Stored data

⁂

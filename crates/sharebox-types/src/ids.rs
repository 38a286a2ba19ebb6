//! Typed identifiers for identities and share records.
//!
//! Both wrap the SQLite rowid the registry assigns. They're opaque to
//! clients except where the canonical `/config` document exposes them as
//! plain integers.

use std::fmt;

use serde::{Deserialize, Serialize};

/// An identity identifier (registry rowid, monotonically assigned).
#[derive(Clone, Copy, Hash, Eq, PartialEq, Ord, PartialOrd, Serialize, Deserialize)]
#[serde(transparent)]
pub struct UserId(i64);

/// A share record identifier (registry rowid, never reused).
#[derive(Clone, Copy, Hash, Eq, PartialEq, Ord, PartialOrd, Serialize, Deserialize)]
#[serde(transparent)]
pub struct ShareId(i64);

// ── Shared behavior ─────────────────────────────────────────────────────────

macro_rules! impl_typed_id {
    ($T:ident, $name:literal) => {
        impl $T {
            /// Wrap a raw rowid.
            pub const fn new(raw: i64) -> Self {
                Self(raw)
            }

            /// The raw rowid, for binding into SQL.
            pub const fn get(&self) -> i64 {
                self.0
            }
        }

        impl From<i64> for $T {
            fn from(raw: i64) -> Self {
                Self(raw)
            }
        }

        impl From<$T> for i64 {
            fn from(id: $T) -> i64 {
                id.0
            }
        }

        impl fmt::Display for $T {
            fn fmt(&self, f: &mut fmt::Formatter<'_>) -> fmt::Result {
                write!(f, "{}", self.0)
            }
        }

        impl fmt::Debug for $T {
            fn fmt(&self, f: &mut fmt::Formatter<'_>) -> fmt::Result {
                write!(f, concat!($name, "({})"), self.0)
            }
        }

        impl std::str::FromStr for $T {
            type Err = std::num::ParseIntError;

            fn from_str(s: &str) -> Result<Self, Self::Err> {
                s.parse::<i64>().map(Self)
            }
        }
    };
}

impl_typed_id!(UserId, "UserId");
impl_typed_id!(ShareId, "ShareId");
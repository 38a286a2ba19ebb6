//! Sandbox resolver.
//!
//! Maps a client-visible `/storage/...` path onto the caller's private
//! directory. Traversal is refused rather than normalized: a `..` anywhere
//! in the remainder is an escape attempt, and so is any symlink whose
//! target leaves the sandbox.

use std::path::{Component, Path, PathBuf};

use sharebox_types::Identity;
use tokio::fs;

use crate::vfs::error::{VfsError, VfsResult};

/// Client-visible prefix of the storage region.
pub const STORAGE_PREFIX: &str = "/storage";

/// What the caller is about to do with the resolved path.
#[derive(Debug, Clone, Copy, PartialEq, Eq)]
pub enum Intent {
    /// Inspect or read; nothing is created.
    Read,
    /// Create or modify; missing parent directories are created.
    Write,
}

/// Resolves storage paths into per-identity sandboxes under one root.
///
/// Every sandbox lives at `<root>/<sha256(credential)>`. The root is fixed
/// at construction.
#[derive(Debug, Clone)]
pub struct SandboxResolver {
    root: PathBuf,
}

impl SandboxResolver {
    /// Create a resolver whose sandboxes live under `root`.
    pub fn new(root: impl Into<PathBuf>) -> Self {
        Self { root: root.into() }
    }

    /// Directory holding every sandbox.
    pub fn root(&self) -> &Path {
        &self.root
    }

    /// Real directory of `identity`'s sandbox.
    pub fn sandbox_root(&self, identity: &Identity) -> PathBuf {
        self.root.join(identity.sandbox_name())
    }

    /// Resolve `visible` (which must be `/storage` or below) to a real path
    /// inside `identity`'s sandbox.
    pub async fn resolve(
        &self,
        identity: &Identity,
        visible: &str,
        intent: Intent,
    ) -> VfsResult<PathBuf> {
        let rest = storage_remainder(visible).ok_or_else(|| VfsError::not_found(visible))?;
        let relative = confine(rest).ok_or_else(|| VfsError::out_of_sandbox(visible))?;

        let sandbox = self.sandbox_root(identity);
        fs::create_dir_all(&sandbox).await?;

        let full = sandbox.join(&relative);
        ensure_within(&sandbox, &full, visible)?;

        if intent == Intent::Write {
            if let Some(parent) = full.parent() {
                if parent != sandbox {
                    fs::create_dir_all(parent).await?;
                }
            }
        }

        tracing::trace!(user_id = %identity.id, visible, real = %full.display(), "resolved");
        Ok(full)
    }
}

/// The part of `visible` after `/storage`, without leading slashes.
///
/// `None` when the path is not in the storage region at all
/// (`/storagex` is not `/storage/x`).
fn storage_remainder(visible: &str) -> Option<&str> {
    let rest = visible.strip_prefix(STORAGE_PREFIX)?;
    if rest.is_empty() {
        return Some("");
    }
    rest.strip_prefix('/').map(|r| r.trim_start_matches('/'))
}

/// Keep only plain name components; any `..`, root or prefix component
/// rejects the whole path.
fn confine(rest: &str) -> Option<PathBuf> {
    let mut relative = PathBuf::new();
    for component in Path::new(rest).components() {
        match component {
            Component::Normal(name) => relative.push(name),
            Component::CurDir => {}
            Component::ParentDir | Component::RootDir | Component::Prefix(_) => return None,
        }
    }
    Some(relative)
}

/// Check that the deepest existing ancestor of `full` (following symlinks)
/// is still inside `sandbox`.
fn ensure_within(sandbox: &Path, full: &Path, visible: &str) -> VfsResult<()> {
    let canonical_sandbox = dunce::canonicalize(sandbox)?;

    let mut probe = full;
    while probe.symlink_metadata().is_err() {
        probe = match probe.parent() {
            Some(parent) => parent,
            None => return Err(VfsError::out_of_sandbox(visible)),
        };
    }

    // A dangling symlink fails to canonicalize; treat it as an escape.
    let canonical = dunce::canonicalize(probe).map_err(|_| VfsError::out_of_sandbox(visible))?;
    if !canonical.starts_with(&canonical_sandbox) {
        return Err(VfsError::out_of_sandbox(visible));
    }
    Ok(())
}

⁂

=== AIM OF THE EXERCISE ===
Restate the records above verbatim, omitting no line.

=== SOLUTION TO THE EXERCISE ===
filename crates/sharebox-types/src/ids.rs
repository 38a286a2ba19ebb6
//! Typed identifiers for identities and share records.
//!
//! Both wrap the SQLite rowid the registry assigns. They're opaque to
//! clients except where the canonical `/config` document exposes them as
//! plain integers.

use std::fmt;

use serde::{Deserialize, Serialize};

/// An identity identifier (registry rowid, monotonically assigned).
#[derive(Clone, Copy, Hash, Eq, PartialEq, Ord, PartialOrd, Serialize, Deserialize)]
#[serde(transparent)]
pub struct UserId(i64);

/// A share record identifier (registry rowid, never reused).
#[derive(Clone, Copy, Hash, Eq, PartialEq, Ord, PartialOrd, Serialize, Deserialize)]
#[serde(transparent)]
pub struct ShareId(i64);

// ── Shared behavior ─────────────────────────────────────────────────────────

macro_rules! impl_typed_id {
    ($T:ident, $name:literal) => {
        impl $T {
            /// Wrap a raw rowid.
            pub const fn new(raw: i64) -> Self {
                Self(raw)
            }

            /// The raw rowid, for binding into SQL.
            pub const fn get(&self) -> i64 {
                self.0
            }
        }

        impl From<i64> for $T {
            fn from(raw: i64) -> Self {
                Self(raw)
            }
        }

        impl From<$T> for i64 {
            fn from(id: $T) -> i64 {
                id.0
            }
        }

        impl fmt::Display for $T {
            fn fmt(&self, f: &mut fmt::Formatter<'_>) -> fmt::Result {
                write!(f, "{}", self.0)
            }
        }

        impl fmt::Debug for $T {
            fn fmt(&self, f: &mut fmt::Formatter<'_>) -> fmt::Result {
                write!(f, concat!($name, "({})"), self.0)
            }
        }

        impl std::str::FromStr for $T {
            type Err = std::num::ParseIntError;

            fn from_str(s: &str) -> Result<Self, Self::Err> {
                s.parse::<i64>().map(Self)
            }
        }
    };
}

impl_typed_id!(UserId, "UserId");
impl_typed_id!(ShareId, "ShareId");
repository 38a286a2ba19ebb6
//! Sandbox resolver.
//!
//! Maps a client-visible `/storage/...` path onto the caller's private
//! directory. Traversal is refused rather than normalized: a `..` anywhere
//! in the remainder is an escape attempt, and so is any symlink whose
//! target leaves the sandbox.

use std::path::{Component, Path, PathBuf};

use sharebox_types::Identity;
use tokio::fs;

use crate::vfs::error::{VfsError, VfsResult};

/// Client-visible prefix of the storage region.
pub const STORAGE_PREFIX: &str = "/storage";

/// What the caller is about to do with the resolved path.
#[derive(Debug, Clone, Copy, PartialEq, Eq)]
pub enum Intent {
    /// Inspect or read; nothing is created.
    Read,
    /// Create or modify; missing parent directories are created.
    Write,
}

/// Resolves storage paths into per-identity sandboxes under one root.
///
/// Every sandbox lives at `<root>/<sha256(credential)>`. The root is fixed
/// at construction.
#[derive(Debug, Clone)]
pub struct SandboxResolver {
    root: PathBuf,
}

impl SandboxResolver {
    /// Create a resolver whose sandboxes live under `root`.
    pub fn new(root: impl Into<PathBuf>) -> Self {
        Self { root: root.into() }
    }

    /// Directory holding every sandbox.
    pub fn root(&self) -> &Path {
        &self.root
    }

    /// Real directory of `identity`'s sandbox.
    pub fn sandbox_root(&self, identity: &Identity) -> PathBuf {
        self.root.join(identity.sandbox_name())
    }

    /// Resolve `visible` (which must be `/storage` or below) to a real path
    /// inside `identity`'s sandbox.
    pub async fn resolve(
        &self,
        identity: &Identity,
        visible: &str,
        intent: Intent,
    ) -> VfsResult<PathBuf> {
        let rest = storage_remainder(visible).ok_or_else(|| VfsError::not_found(visible))?;
        let relative = confine(rest).ok_or_else(|| VfsError::out_of_sandbox(visible))?;

        let sandbox = self.sandbox_root(identity);
        fs::create_dir_all(&sandbox).await?;

        let full = sandbox.join(&relative);
        ensure_within(&sandbox, &full, visible)?;

        if intent == Intent::Write {
            if let Some(parent) = full.parent() {
                if parent != sandbox {
                    fs::create_dir_all(parent).await?;
                }
            }
        }

        tracing::trace!(user_id = %identity.id, visible, real = %full.display(), "resolved");
        Ok(full)
    }
}

/// The part of `visible` after `/storage`, without leading slashes.
///
/// `None` when the path is not in the storage region at all
/// (`/storagex` is not `/storage/x`).
fn storage_remainder(visible: &str) -> Option<&str> {
    let rest = visible.strip_prefix(STORAGE_PREFIX)?;
    if rest.is_empty() {
        return Some("");
    }
    rest.strip_prefix('/').map(|r| r.trim_start_matches('/'))
}

/// Keep only plain name components; any `..`, root or prefix component
/// rejects the whole path.
fn confine(rest: &str) -> Option<PathBuf> {
    let mut relative = PathBuf::new();
    for component in Path::new(rest).components() {
        match component {
            Component::Normal(name) => relative.push(name),
            Component::CurDir => {}
            Component::ParentDir | Component::RootDir | Component::Prefix(_) => return None,
        }
    }
    Some(relative)
}

/// Check that the deepest existing ancestor of `full` (following symlinks)
/// is still inside `sandbox`.
fn ensure_within(sandbox: &Path, full: &Path, visible: &str) -> VfsResult<()> {
    let canonical_sandbox = dunce::canonicalize(sandbox)?;

    let mut probe = full;
    while probe.symlink_metadata().is_err() {
        probe = match probe.parent() {
            Some(parent) => parent,
            None => return Err(VfsError::out_of_sandbox(visible)),
        };
    }

    // A dangling symlink fails to canonicalize; treat it as an escape.
    let canonical = dunce::canonicalize(probe).map_err(|_| VfsError::out_of_sandbox(visible))?;
    if !canonical.starts_with(&canonical_sandbox) {
        return Err(VfsError::out_of_sandbox(visible));
    }
    Ok(())
}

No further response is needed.